High Nitrates? Should I Remove Seed Material?

BlueLiner
  • #1
I have a 40 gallon breeder. Started the tank early-mid Feb (fishless cycle). It was taking a long time to cycle (was adding pure ammonia) but then I added some seed material from someone's filter and that really jump started the cycle. By early April the tank was cycled. I did a big water change and got the nitrates to around 10 (hard to tell exactly with the API master kit chart).

I slowly added fish and kept an eye on all the levels. I also added several live plants. Tank has tetras, danios, and corydoras in it. Ammonia and Nitrites seem to always be at 0. Nitrates seem to always be around 20. Again, the chart makes it hard to distinguish between 10 and 20 (for my eyes anyways). Ph is around 7.6.

It seems like no matter how many water changes (usually around 25%) the nitrates remain around 20. I am using a python for the water changes and vacuuming the gravel.
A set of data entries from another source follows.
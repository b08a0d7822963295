//! Read operations: the prefix listing and discovery-tag filtering.

use async_trait::async_trait;
use serde::Deserialize;

use netsweep_core::Prefix;

use crate::client::{IpamClient, IpamError};
use crate::PrefixSource;

pub const PREFIXES_PATH: &str = "/api/ipam/prefixes/";

/// Body of `GET /api/ipam/prefixes/`.
#[derive(Debug, Clone, Deserialize)]
pub struct PrefixListing {
    pub results: Vec<PrefixEntry>,
}

#[derive(Debug, Clone, Deserialize)]
pub struct PrefixEntry {
    pub prefix: String,
    #[serde(default)]
    pub tags: Vec<Tag>,
}

#[derive(Debug, Clone, Deserialize)]
pub struct Tag {
    pub name: String,
}

impl PrefixEntry {
    pub fn has_tag(&self, name: &str) -> bool {
        self.tags.iter().any(|t| t.name == name)
    }
}

impl PrefixListing {
    /// Prefixes carrying `tag`, in listing order.
    pub fn tagged(&self, tag: &str) -> Vec<Prefix> {
        self.results
            .iter()
            .filter(|entry| entry.has_tag(tag))
            .map(|entry| Prefix(entry.prefix.clone()))
            .collect()
    }
}

impl IpamClient {
    async fn list_prefixes(&self) -> Result<PrefixListing, IpamError> {
        let response = self.http.get(self.endpoint(PREFIXES_PATH)).send().await?;
        let response = Self::check_status(response).await?;
        let body = response.bytes().await?;

        serde_json::from_slice(&body).map_err(|e| IpamError::Decode(e.to_string()))
    }
}

#[async_trait]
impl PrefixSource for IpamClient {
    async fn fetch_discoverable_prefixes(&self) -> Result<Vec<Prefix>, IpamError> {
        let listing = match self.list_prefixes().await {
            Ok(listing) => listing,
            Err(e) => {
                tracing::error!(error = %e, "Failed to fetch prefixes from IPAM");
                return Err(e);
            }
        };

        let prefixes = listing.tagged(&self.discovery_tag);
        let names: Vec<&str> = prefixes.iter().map(Prefix::as_str).collect();
        tracing::info!(
            tag = %self.discovery_tag,
            listed = listing.results.len(),
            count = prefixes.len(),
            prefixes = ?names,
            "Resolved discoverable prefixes"
        );

        Ok(prefixes)
    }
}
//! netsweep-ipam: REST client for the IPAM service.
//!
//! Reads prefixes tagged for discovery and creates address records for the
//! hosts a scan found. The pipeline only sees the two traits below, so tests
//! can swap the HTTP client for an in-memory fake.

pub mod client;
pub mod mutations;
pub mod queries;

use async_trait::async_trait;
use netsweep_core::{HostRecord, Prefix};

pub use client::{IpamClient, IpamError};
pub use mutations::{AddressPayload, PublishSummary};

/// Source of prefixes to scan.
#[async_trait]
pub trait PrefixSource: Send + Sync {
    /// Prefixes carrying the discovery tag.
    ///
    /// Errors are logged by the implementation; callers treat them as
    /// "nothing to do".
    async fn fetch_discoverable_prefixes(&self) -> Result<Vec<Prefix>, IpamError>;
}

/// Destination for extracted hosts.
#[async_trait]
pub trait AddressSink: Send + Sync {
    /// Publish every record, continuing past individual failures.
    async fn publish(&self, records: &[HostRecord]) -> PublishSummary;
}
I tested my tap water (well) and nitrates are 0. I am doing water changes every 2-3 days.

Long story to get to my questions but just wanted to provide enough background.

1) Should I be concerned about the nitrates? I'll probably take the water to a LFS to have them test to see for sure what the nitrate reading is.

2) Should I remove the seeded filter material since the tank is cycled? I wasn't sure if that would do anything for the nitrate levels?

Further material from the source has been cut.